How to sort IP addresses in a trie table?

Question

I want to make a bit of code to have a small "routing table" in my Go program.

I'm using left-leaning red-black trees with the http://github.com/petar/GoLLRB package and basically it seems to work after fussing with it for a bit, however I suspect that I'm not sorting the IP prefixes correctly when I create the tree. The "lessThan" function I used experimentally is

func lessRoute(a, b interface{}) bool {
    aNet := a.(Route).Net
    bNet := b.(Route).Net

    for i, a := range aNet.IP {
        if a < bNet.IP[i] {
            return true
        }
        if a > bNet.IP[i] {
            return false
        }
    }
    return false
}

(the full code is at https://gist.github.com/4283789 )

This seems to give me the correct results, but not very efficiently.

In my test I'm adding routes for

AddRouteString(tree, "10.0.0.0/8", 10)
AddRouteString(tree, "10.20.0.0/16", 20)
AddRouteString(tree, "10.21.0.0/16", 21)

and then when looking up a route for 10.22.0.1 it will look through 10.21.0.0/16 and 10.20.0.0/16 before finding the right result.

How should I order my tree to find the right results faster?

Update: @jnml has an excellent suggestion of how to make the IP comparison faster (and maybe that's the best I can do), but it seems to me like there'd be a way to make advantage of the prefix length to order the tree so matches can be found in less steps. That's what I am looking for.

Answer 1

I would probably write:

if bytes.Compare([]byte(a), []byte(b)) < 0 {
        // ... whatever to do when address a < b (lexicographically)
}

Or for the tree comparator:

func lessRoute(a, b interface{}) bool {
        return bytes.Compare([]byte(a.(Route).Net.IP), []byte(b.(Route).Net.IP)) < 0
}

bytes.Compare() documented here.

Answer 2

"there'd be a way to take advantage of the prefix length to order the tree so matches can be found in less steps"
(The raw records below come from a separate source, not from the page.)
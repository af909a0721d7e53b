use crate::error::SessionError;
use crate::room::peer_task::PeerSpawner;
use crate::room::room::Room;
use crate::room::{PeerRegistry, RoomCommand, RoomEvent, RoomSnapshot, SelfEntry};
use crate::signaling::SignalingConnector;
use crate::transport::{LocalMedia, MediaSessionFactory};
use meshcall_core::{PeerId, RoomId, SignalMessage};
use std::sync::Arc;
use std::sync::atomic::AtomicU64;
use tokio::sync::{mpsc, oneshot};
use tokio::task::JoinHandle;
use tracing::{error, info};

#[derive(Debug, Clone)]
pub struct SessionConfig {
    /// Fixed identity; a fresh UUID is generated per join when `None`.
    pub identity: Option<PeerId>,
    pub command_buffer: usize,
}

impl Default for SessionConfig {
    fn default() -> Self {
        Self {
            identity: None,
            command_buffer: 32,
        }
    }
}

/// Entry point for joining rooms. Holds the collaborators every room
/// session needs; each [`RoomSession::join`] spawns an independent room
/// actor with its own registry.
pub struct RoomSession {
    config: SessionConfig,
    connector: Arc<dyn SignalingConnector>,
    local_media: Arc<dyn LocalMedia>,
    factory: Arc<dyn MediaSessionFactory>,
}

impl RoomSession {
    pub fn new(
        config: SessionConfig,
        connector: Arc<dyn SignalingConnector>,
        local_media: Arc<dyn LocalMedia>,
        factory: Arc<dyn MediaSessionFactory>,
    ) -> Self {
        Self {
            config,
            connector,
            local_media,
            factory,
        }
    }

    /// Acquires local media, connects signaling, announces the local
    /// participant and starts the room actor.
    ///
    /// Local media is acquired first so that a capture failure leaves no
    /// channel behind. Any failure after that releases the media again.
    pub async fn join(
        &self,
        room: impl Into<RoomId>,
        display_name: &str,
    ) -> Result<(RoomHandle, mpsc::UnboundedReceiver<RoomEvent>), SessionError> {
        let room = room.into();
        if room.is_empty() {
            return Err(SessionError::EmptyRoom);
        }
        let identity = self.config.identity.clone().unwrap_or_else(PeerId::new);

        let media = self
            .local_media
            .acquire()
            .await
            .map_err(|e| SessionError::MediaUnavailable(e.to_string()))?;

        let link = match self.connector.connect(&room, &identity).await {
            Ok(link) => link,
            Err(e) => {
                error!("Could not open signaling for room {}: {}", room, e);
                self.local_media.release(&media).await;
                return Err(e.into());
            }
        };

        let announced_name = (!display_name.is_empty()).then(|| display_name.to_owned());
        let join = SignalMessage::join(room.clone(), identity.clone(), announced_name);
        if let Err(e) = link.output.send(join).await {
            error!("Could not announce {} in room {}: {}", identity, room, e);
            link.output.close().await;
            self.local_media.release(&media).await;
            return Err(e.into());
        }
        info!("Joined room {} as {} ({})", room, identity, display_name);

        let (command_tx, command_rx) = mpsc::channel(self.config.command_buffer.max(1));
        let (events_tx, events_rx) = mpsc::unbounded_channel();
        let (peer_tx, peer_rx) = mpsc::unbounded_channel();

        let me = SelfEntry {
            identity: identity.clone(),
            display_name: display_name.to_owned(),
            media: Arc::clone(&media),
        };
        let spawner = PeerSpawner {
            room: room.clone(),
            local_id: identity.clone(),
            local_display_name: display_name.to_owned(),
            local_media: media,
            factory: Arc::clone(&self.factory),
            output: link.output,
            events: peer_tx,
            next_task: AtomicU64::new(1),
        };
        let actor = Room::new(
            PeerRegistry::new(me),
            spawner,
            Arc::clone(&self.local_media),
            command_rx,
            link.inbound,
            peer_rx,
            events_tx,
        );
        let task = tokio::spawn(actor.run());

        let handle = RoomHandle {
            identity,
            room,
            command_tx,
            task,
        };
        Ok((handle, events_rx))
    }
}

/// Caller side of a joined room. Dropping it leaves the room.
pub struct RoomHandle {
    identity: PeerId,
    room: RoomId,
    command_tx: mpsc::Sender<RoomCommand>,
    task: JoinHandle<()>,
}

impl RoomHandle {
    pub fn identity(&self) -> &PeerId {
        &self.identity
    }

    pub fn room(&self) -> &RoomId {
        &self.room
    }

    /// `false` once the room actor has torn the session down.
    pub fn is_active(&self) -> bool {
        !self.command_tx.is_closed()
    }

    pub async fn set_muted(&self, muted: bool) -> Result<(), SessionError> {
        self.send(RoomCommand::SetMuted { muted }).await
    }

    pub async fn set_video_enabled(&self, enabled: bool) -> Result<(), SessionError> {
        self.send(RoomCommand::SetVideoEnabled { enabled }).await
    }

    pub async fn snapshot(&self) -> Result<RoomSnapshot, SessionError> {
        let (reply, rx) = oneshot::channel();
        self.send(RoomCommand::Snapshot { reply }).await?;
        rx.await.map_err(|_| SessionError::Closed)
    }

    /// Closes every peer, releases local media and closes signaling. Returns
    /// once the room actor has finished. Leaving a room whose session has
    /// already ended is not an error.
    pub async fn leave(self) -> Result<(), SessionError> {
        let (done, done_rx) = oneshot::channel();
        if self.send(RoomCommand::Leave { done }).await.is_ok() {
            let _ = done_rx.await;
        }
        let _ = self.task.await;
        Ok(())
    }

    async fn send(&self, cmd: RoomCommand) -> Result<(), SessionError> {
        self.command_tx
            .send(cmd)
            .await
            .map_err(|_| SessionError::Closed)
    }
}
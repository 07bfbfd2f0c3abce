//! The cache over a real file.

mod common;

use common::pattern;
use pagebuf_cache::{PageBuffer, SharedPageBuffer};
use pagebuf_common::CacheConfig;
use pagebuf_store::{FileStore, OpenOptions, PageStore};
use tempfile::tempdir;

#[test]
fn test_persist_and_reopen() {
    let dir = tempdir().unwrap();
    let path = dir.path().join("pages.dat");
    let data = pattern(30_000, 5);

    {
        let store = FileStore::create(&path).unwrap();
        let mut cache = PageBuffer::open(store, CacheConfig::new(4096, 4)).unwrap();
        cache.write(1000, &data).unwrap();
        cache.set_eoa(31_000).unwrap();
        cache.close().unwrap();
    }

    let store = FileStore::open(&path, OpenOptions::for_read()).unwrap();
    let mut cache = PageBuffer::open(store, CacheConfig::new(4096, 2)).unwrap();
    let mut buf = vec![0u8; data.len()];
    cache.read(1000, &mut buf).unwrap();
    assert_eq!(buf, data);

    // Reads past the end of the file come back as zeros.
    let mut tail = vec![0xFFu8; 5000];
    cache.read(40_000, &mut tail).unwrap();
    assert!(tail.iter().all(|&b| b == 0));

    assert!(cache.get_eof().unwrap() >= 31_000);
    cache.close().unwrap();
}

#[test]
fn test_only_aligned_io_reaches_file() {
    let dir = tempdir().unwrap();
    let path = dir.path().join("aligned.dat");
    let ps = pagebuf_common::PageSize::new(1024).unwrap();

    let store = FileStore::create(&path).unwrap().with_alignment(ps);
    let mut cache = PageBuffer::open(store, CacheConfig::new(1024, 3)).unwrap();
    for i in 0..50u64 {
        cache.write(i * 333, &pattern(500, i as u8)).unwrap();
    }
    cache.close().unwrap();

    let len = std::fs::metadata(&path).unwrap().len();
    assert_eq!(len % 1024, 0);
}

#[test]
fn test_config_from_file() {
    let dir = tempdir().unwrap();
    let config_path = dir.path().join("cache.toml");
    std::fs::write(
        &config_path,
        "page_size = 2048\nmax_num_pages = 3\nreplacement_policy = \"lru\"\n",
    )
    .unwrap();

    let config = CacheConfig::from_file(&config_path).unwrap();
    let store = FileStore::create(dir.path().join("data.dat")).unwrap();
    let mut cache = PageBuffer::open(store, config).unwrap();
    assert_eq!(cache.page_size().bytes(), 2048);
    assert_eq!(cache.capacity(), 3);

    cache.write(0, b"configured").unwrap();
    cache.close().unwrap();
}

#[test]
fn test_shared_cache_over_file() {
    let dir = tempdir().unwrap();
    let path = dir.path().join("shared.dat");

    let cache =
        SharedPageBuffer::open(FileStore::create(&path).unwrap(), CacheConfig::new(4096, 8)).unwrap();
    let writers: Vec<_> = (0..4u8)
        .map(|t| {
            let cache = cache.clone();
            std::thread::spawn(move || {
                cache.write(u64::from(t) * 10_000, &[t + 1; 10_000]).unwrap();
            })
        })
        .collect();
    for writer in writers {
        writer.join().unwrap();
    }
    cache.close().unwrap();

    let mut store = FileStore::open(&path, OpenOptions::for_read()).unwrap();
    let mut buf = vec![0u8; 40_960];
    store.read(0, &mut buf).unwrap();
    for t in 0..4usize {
        assert!(buf[t * 10_000..(t + 1) * 10_000].iter().all(|&b| b == t as u8 + 1));
    }
}
//! Failure-injecting store for tests.

use std::io;

use super::error::{StoreError, StoreResult};
use super::memory::MemoryStore;
use super::store::PageStore;

/// A [`MemoryStore`] whose reads, writes and flushes can be switched to
/// fail with an I/O error.
#[derive(Debug, Default)]
pub struct FlakyStore {
    /// Store that serves requests while no failure is switched on.
    pub inner: MemoryStore,
    /// Fail every read.
    pub fail_reads: bool,
    /// Fail every write.
    pub fail_writes: bool,
    /// Fail every flush.
    pub fail_flush: bool,
}

impl FlakyStore {
    /// Wraps an existing memory store.
    pub fn new(inner: MemoryStore) -> Self {
        Self {
            inner,
            ..Self::default()
        }
    }
}

fn injected(operation: &str) -> StoreError {
    io::Error::new(io::ErrorKind::Other, format!("injected {operation} failure")).into()
}

impl PageStore for FlakyStore {
    fn read(&mut self, offset: u64, buf: &mut [u8]) -> StoreResult<()> {
        if self.fail_reads {
            return Err(injected("read"));
        }
        self.inner.read(offset, buf)
    }

    fn write(&mut self, offset: u64, buf: &[u8]) -> StoreResult<()> {
        if self.fail_writes {
            return Err(injected("write"));
        }
        self.inner.write(offset, buf)
    }

    fn flush(&mut self) -> StoreResult<()> {
        if self.fail_flush {
            return Err(injected("flush"));
        }
        self.inner.flush()
    }

    fn eoa(&self) -> u64 {
        self.inner.eoa()
    }

    fn set_eoa(&mut self, addr: u64) -> StoreResult<()> {
        self.inner.set_eoa(addr)
    }

    fn eof(&self) -> StoreResult<u64> {
        self.inner.eof()
    }

    fn close(&mut self) -> StoreResult<()> {
        self.inner.close()
    }
}
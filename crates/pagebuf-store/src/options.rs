//! File open options.

use std::fs;

/// Options for opening a [`FileStore`](crate::FileStore).
///
/// # Example
///
/// ```rust
/// use pagebuf_store::OpenOptions;
///
/// let options = OpenOptions::new()
///     .read(true)
///     .write(true)
///     .create(true);
/// assert!(options.is_writable());
/// ```
#[derive(Debug, Clone, Default)]
pub struct OpenOptions {
    pub(crate) read: bool,
    pub(crate) write: bool,
    pub(crate) truncate: bool,
    pub(crate) create: bool,
    pub(crate) create_new: bool,
    /// Use `sync_all` instead of `sync_data` on flush.
    pub(crate) sync_metadata: bool,
}

impl OpenOptions {
    /// Creates a new set of options with everything disabled.
    #[must_use]
    pub fn new() -> Self {
        Self::default()
    }

    /// Sets the option for read access.
    #[must_use]
    pub fn read(mut self, read: bool) -> Self {
        self.read = read;
        self
    }

    /// Sets the option for write access.
    #[must_use]
    pub fn write(mut self, write: bool) -> Self {
        self.write = write;
        self
    }

    /// Sets the option for truncating an existing file.
    #[must_use]
    pub fn truncate(mut self, truncate: bool) -> Self {
        self.truncate = truncate;
        self
    }

    /// Sets the option to create the file if it doesn't exist.
    #[must_use]
    pub fn create(mut self, create: bool) -> Self {
        self.create = create;
        self
    }

    /// Sets the option to create a new file, failing if it exists.
    #[must_use]
    pub fn create_new(mut self, create_new: bool) -> Self {
        self.create_new = create_new;
        self
    }

    /// Flushes file metadata as well as data.
    #[must_use]
    pub fn sync_metadata(mut self, sync_metadata: bool) -> Self {
        self.sync_metadata = sync_metadata;
        self
    }

    /// Returns true if the options grant write access.
    #[must_use]
    pub fn is_writable(&self) -> bool {
        self.write
    }

    /// Read-only access to an existing file.
    #[must_use]
    pub fn for_read() -> Self {
        Self::new().read(true)
    }

    /// Read-write access, creating the file if needed.
    #[must_use]
    pub fn for_create() -> Self {
        Self::new().read(true).write(true).create(true)
    }

    /// Read-write access to an existing file.
    #[must_use]
    pub fn for_existing() -> Self {
        Self::new().read(true).write(true)
    }

    pub(crate) fn to_std_options(&self) -> fs::OpenOptions {
        let mut opts = fs::OpenOptions::new();
        opts.read(self.read)
            .write(self.write)
            .truncate(self.truncate)
            .create(self.create)
            .create_new(self.create_new);
        opts
    }
}
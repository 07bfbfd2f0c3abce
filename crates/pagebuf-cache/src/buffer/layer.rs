//! A page buffer is itself a page store, so caches can be stacked.

use pagebuf_store::{PageStore, StoreError, StoreResult};

use super::PageBuffer;
use crate::error::CacheError;

fn into_store_error(err: CacheError) -> StoreError {
    match err {
        CacheError::Store(e) => e,
        CacheError::Closed => StoreError::Closed,
        other => StoreError::layer(other),
    }
}

impl<S: PageStore> PageStore for PageBuffer<S> {
    fn read(&mut self, offset: u64, buf: &mut [u8]) -> StoreResult<()> {
        PageBuffer::read(self, offset, buf).map_err(into_store_error)
    }

    fn write(&mut self, offset: u64, buf: &[u8]) -> StoreResult<()> {
        PageBuffer::write(self, offset, buf).map_err(into_store_error)
    }

    fn flush(&mut self) -> StoreResult<()> {
        PageBuffer::flush(self).map_err(into_store_error)
    }

    /// Returns the client EOA without cross-checking the inner store.
    fn eoa(&self) -> u64 {
        self.eoa.eoa_up()
    }

    fn set_eoa(&mut self, addr: u64) -> StoreResult<()> {
        PageBuffer::set_eoa(self, addr).map_err(into_store_error)
    }

    fn eof(&self) -> StoreResult<u64> {
        self.get_eof().map_err(into_store_error)
    }

    fn close(&mut self) -> StoreResult<()> {
        PageBuffer::close(self).map_err(into_store_error)
    }
}
//! LRU replacement list.
//!
//! Resident pages ordered from most recently used (head) to least recently
//! used (tail). Links are kept in a side table indexed by page handle, so
//! every operation except victim selection is O(1).
//!
//! Victim selection starts at the tail. A busy tail page is rotated to the
//! head and the new tail examined, at most once per resident page:
//!
//! ```text
//!  head (MRU)                          tail (LRU)
//!    ┌───┐   ┌───┐   ┌───┐   ┌───┐   ┌───┐
//!    │ E │ ⇄ │ D │ ⇄ │ C │ ⇄ │ B │ ⇄ │ A │ ← examined first
//!    └───┘   └───┘   └───┘   └───┘   └───┘
//! ```

use super::page::PageHandle;

#[derive(Debug, Clone, Copy, Default)]
struct ListLink {
    prev: Option<PageHandle>,
    next: Option<PageHandle>,
    linked: bool,
}

/// A page chosen for eviction.
#[derive(Debug, Clone, Copy, PartialEq, Eq)]
pub struct Victim {
    /// The least recently used page that was not busy.
    pub handle: PageHandle,
    /// Busy pages rotated to the head before the victim was found.
    pub skipped: usize,
}

/// Doubly linked LRU list over page handles.
#[derive(Debug, Default)]
pub struct ReplacementList {
    links: Vec<ListLink>,
    head: Option<PageHandle>,
    tail: Option<PageHandle>,
    len: usize,
}

impl ReplacementList {
    /// Creates an empty list.
    pub fn new() -> Self {
        Self::default()
    }

    /// Returns the number of listed pages.
    #[inline]
    pub fn len(&self) -> usize {
        self.len
    }

    /// Returns true if the list is empty.
    #[inline]
    pub fn is_empty(&self) -> bool {
        self.len == 0
    }

    /// Returns the most recently used page.
    #[inline]
    pub fn head(&self) -> Option<PageHandle> {
        self.head
    }

    /// Returns the least recently used page.
    #[inline]
    pub fn tail(&self) -> Option<PageHandle> {
        self.tail
    }

    /// Returns true if `handle` is listed.
    pub fn contains(&self, handle: PageHandle) -> bool {
        self.links
            .get(handle.index())
            .is_some_and(|link| link.linked)
    }

    /// Inserts `handle` as the most recently used page.
    pub fn prepend(&mut self, handle: PageHandle) {
        debug_assert!(!self.contains(handle), "page {} already listed", handle);
        let old_head = self.head;
        *self.link_mut(handle) = ListLink {
            prev: None,
            next: old_head,
            linked: true,
        };
        match old_head {
            Some(head) => self.link_mut(head).prev = Some(handle),
            None => self.tail = Some(handle),
        }
        self.head = Some(handle);
        self.len += 1;
    }

    /// Inserts `handle` as the least recently used page.
    pub fn append(&mut self, handle: PageHandle) {
        debug_assert!(!self.contains(handle), "page {} already listed", handle);
        let old_tail = self.tail;
        *self.link_mut(handle) = ListLink {
            prev: old_tail,
            next: None,
            linked: true,
        };
        match old_tail {
            Some(tail) => self.link_mut(tail).next = Some(handle),
            None => self.head = Some(handle),
        }
        self.tail = Some(handle);
        self.len += 1;
    }

    /// Unlinks `handle`. Returns false if it was not listed.
    pub fn remove(&mut self, handle: PageHandle) -> bool {
        if !self.contains(handle) {
            return false;
        }
        let link = self.links[handle.index()];
        match link.prev {
            Some(prev) => self.link_mut(prev).next = link.next,
            None => self.head = link.next,
        }
        match link.next {
            Some(next) => self.link_mut(next).prev = link.prev,
            None => self.tail = link.prev,
        }
        self.links[handle.index()] = ListLink::default();
        self.len -= 1;
        true
    }

    /// Marks `handle` as the most recently used page.
    pub fn touch(&mut self, handle: PageHandle) {
        if self.head == Some(handle) {
            return;
        }
        self.remove(handle);
        self.prepend(handle);
    }

    /// Finds the least recently used page for which `is_busy` is false.
    ///
    /// Busy tail pages are moved to the head as they are passed over. The
    /// scan examines each listed page at most once and returns `None` when
    /// all of them are busy. The victim stays listed; the caller detaches it
    /// once any write-back has succeeded.
    pub fn select_victim(&mut self, mut is_busy: impl FnMut(PageHandle) -> bool) -> Option<Victim> {
        let mut skipped = 0;
        for _ in 0..self.len {
            let tail = self.tail?;
            if !is_busy(tail) {
                return Some(Victim {
                    handle: tail,
                    skipped,
                });
            }
            self.touch(tail);
            skipped += 1;
        }
        None
    }

    /// Iterates from most to least recently used.
    pub fn iter(&self) -> Iter<'_> {
        Iter {
            list: self,
            cursor: self.head,
        }
    }

    /// Empties the list.
    pub fn clear(&mut self) {
        self.links.clear();
        self.head = None;
        self.tail = None;
        self.len = 0;
    }

    fn link_mut(&mut self, handle: PageHandle) -> &mut ListLink {
        let index = handle.index();
        if index >= self.links.len() {
            self.links.resize(index + 1, ListLink::default());
        }
        &mut self.links[index]
    }
}

/// Iterator over a [`ReplacementList`], most recently used first.
pub struct Iter<'a> {
    list: &'a ReplacementList,
    cursor: Option<PageHandle>,
}

impl Iterator for Iter<'_> {
    type Item = PageHandle;

    fn next(&mut self) -> Option<PageHandle> {
        let current = self.cursor?;
        self.cursor = self.list.links[current.index()].next;
        Some(current)
    }
}

impl<'a> IntoIterator for &'a ReplacementList {
    type Item = PageHandle;
    type IntoIter = Iter<'a>;

    fn into_iter(self) -> Iter<'a> {
        self.iter()
    }
}
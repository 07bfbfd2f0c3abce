//! Cache statistics for monitoring and debugging.
//!
//! The hash index and replacement list keep no counters. The controller
//! fills an [`IoStats`] while it serves one top-level call and folds it
//! into the cumulative [`CacheStats`] when the call returns, whether it
//! succeeded or not.

use std::fmt;

/// Counters gathered while serving a single call.
#[derive(Debug, Clone, Copy, Default, PartialEq, Eq)]
pub struct IoStats {
    /// Page lookups satisfied from the cache.
    pub hits: u64,
    /// Page lookups that had to load from the backing store.
    pub misses: u64,
    /// Pages reclaimed to make room.
    pub evictions: u64,
    /// Dirty pages written back because they were evicted.
    pub dirty_writebacks: u64,
    /// Dirty pages written back by a flush.
    pub flushed_pages: u64,
    /// Full pages read straight from the backing store.
    pub direct_page_reads: u64,
    /// Full pages written straight to the backing store.
    pub direct_page_writes: u64,
    /// Cached pages invalidated.
    pub invalidations: u64,
    /// Hash index searches, whatever the caller.
    pub hash_searches: u64,
    /// Hash chain entries compared.
    pub hash_probes: u64,
    /// Longest hash chain seen.
    pub max_bucket_depth: usize,
    /// Busy pages passed over during victim selection.
    pub busy_skips: u64,
    /// Fresh page buffers allocated.
    pub allocations: u64,
}

impl IoStats {
    /// Records one hash index search that compared `depth` chain entries.
    #[inline]
    pub fn record_probe(&mut self, depth: usize) {
        self.hash_searches += 1;
        self.hash_probes += depth as u64;
        self.observe_bucket_depth(depth);
    }

    /// Records a hash chain length.
    #[inline]
    pub fn observe_bucket_depth(&mut self, depth: usize) {
        self.max_bucket_depth = self.max_bucket_depth.max(depth);
    }

    /// Returns true if nothing was recorded.
    pub fn is_empty(&self) -> bool {
        *self == Self::default()
    }
}

/// Cumulative statistics of a page buffer.
#[derive(Debug, Clone, Default, PartialEq)]
pub struct CacheStats {
    /// Client read calls.
    pub reads: u64,
    /// Client write calls.
    pub writes: u64,
    /// Bytes returned to clients.
    pub bytes_read: u64,
    /// Bytes accepted from clients.
    pub bytes_written: u64,
    /// Flush calls.
    pub flushes: u64,
    /// Page lookups satisfied from the cache.
    pub hits: u64,
    /// Page lookups that had to load from the backing store.
    pub misses: u64,
    /// Pages reclaimed to make room.
    pub evictions: u64,
    /// Dirty pages written back because they were evicted.
    pub dirty_writebacks: u64,
    /// Dirty pages written back by a flush.
    pub flushed_pages: u64,
    /// Full pages read straight from the backing store.
    pub direct_page_reads: u64,
    /// Full pages written straight to the backing store.
    pub direct_page_writes: u64,
    /// Cached pages invalidated.
    pub invalidations: u64,
    /// Hash index searches, whatever the caller.
    pub hash_searches: u64,
    /// Hash chain entries compared.
    pub hash_probes: u64,
    /// Longest hash chain ever seen.
    pub max_bucket_depth: usize,
    /// Busy pages passed over during victim selection.
    pub busy_skips: u64,
    /// Fresh page buffers allocated.
    pub allocations: u64,
}

impl CacheStats {
    /// Creates zeroed statistics.
    pub fn new() -> Self {
        Self::default()
    }

    /// Folds the counters of one call into the totals.
    pub fn merge(&mut self, io: &IoStats) {
        self.hits += io.hits;
        self.misses += io.misses;
        self.evictions += io.evictions;
        self.dirty_writebacks += io.dirty_writebacks;
        self.flushed_pages += io.flushed_pages;
        self.direct_page_reads += io.direct_page_reads;
        self.direct_page_writes += io.direct_page_writes;
        self.invalidations += io.invalidations;
        self.hash_searches += io.hash_searches;
        self.hash_probes += io.hash_probes;
        self.max_bucket_depth = self.max_bucket_depth.max(io.max_bucket_depth);
        self.busy_skips += io.busy_skips;
        self.allocations += io.allocations;
    }

    /// Returns the number of cached page lookups.
    pub fn lookups(&self) -> u64 {
        self.hits + self.misses
    }

    /// Returns the hit ratio (0.0 to 1.0).
    pub fn hit_ratio(&self) -> f64 {
        let lookups = self.lookups();
        if lookups == 0 {
            0.0
        } else {
            self.hits as f64 / lookups as f64
        }
    }

    /// Returns the miss ratio (0.0 to 1.0).
    pub fn miss_ratio(&self) -> f64 {
        if self.lookups() == 0 {
            0.0
        } else {
            1.0 - self.hit_ratio()
        }
    }

    /// Returns the average number of chain entries compared per hash index
    /// search. Searches made by flushes, invalidations and direct transfers
    /// count as well as cached lookups.
    pub fn average_probe_depth(&self) -> f64 {
        if self.hash_searches == 0 {
            0.0
        } else {
            self.hash_probes as f64 / self.hash_searches as f64
        }
    }

    /// Resets all statistics.
    pub fn reset(&mut self) {
        *self = Self::default();
    }
}

impl fmt::Display for CacheStats {
    fn fmt(&self, f: &mut fmt::Formatter<'_>) -> fmt::Result {
        write!(
            f,
            "CacheStats {{ reads: {}, writes: {}, hits: {}, misses: {}, hit_ratio: {:.2}%, evictions: {}, dirty_writebacks: {}, flushed_pages: {}, direct_reads: {}, direct_writes: {}, invalidations: {} }}",
            self.reads,
            self.writes,
            self.hits,
            self.misses,
            self.hit_ratio() * 100.0,
            self.evictions,
            self.dirty_writebacks,
            self.flushed_pages,
            self.direct_page_reads,
            self.direct_page_writes,
            self.invalidations
        )
    }
}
What you are describing sounds a lot like a prefix trie, aka a radix tree or radix trie. This is different from a left-leaning red-black tree, and is commonly used for routing, such as within the Linux kernel. It orders the routes in the tree by prefix. The lookup operation you are describing is typically called "longest prefix match".

Following the link to your gist, I can see that you eventually realized that yourself, as you are now using a binary trie implementation in the gist.

The ipaddress-go Go library has an address binary trie implementation that works with either IPv4 or IPv6.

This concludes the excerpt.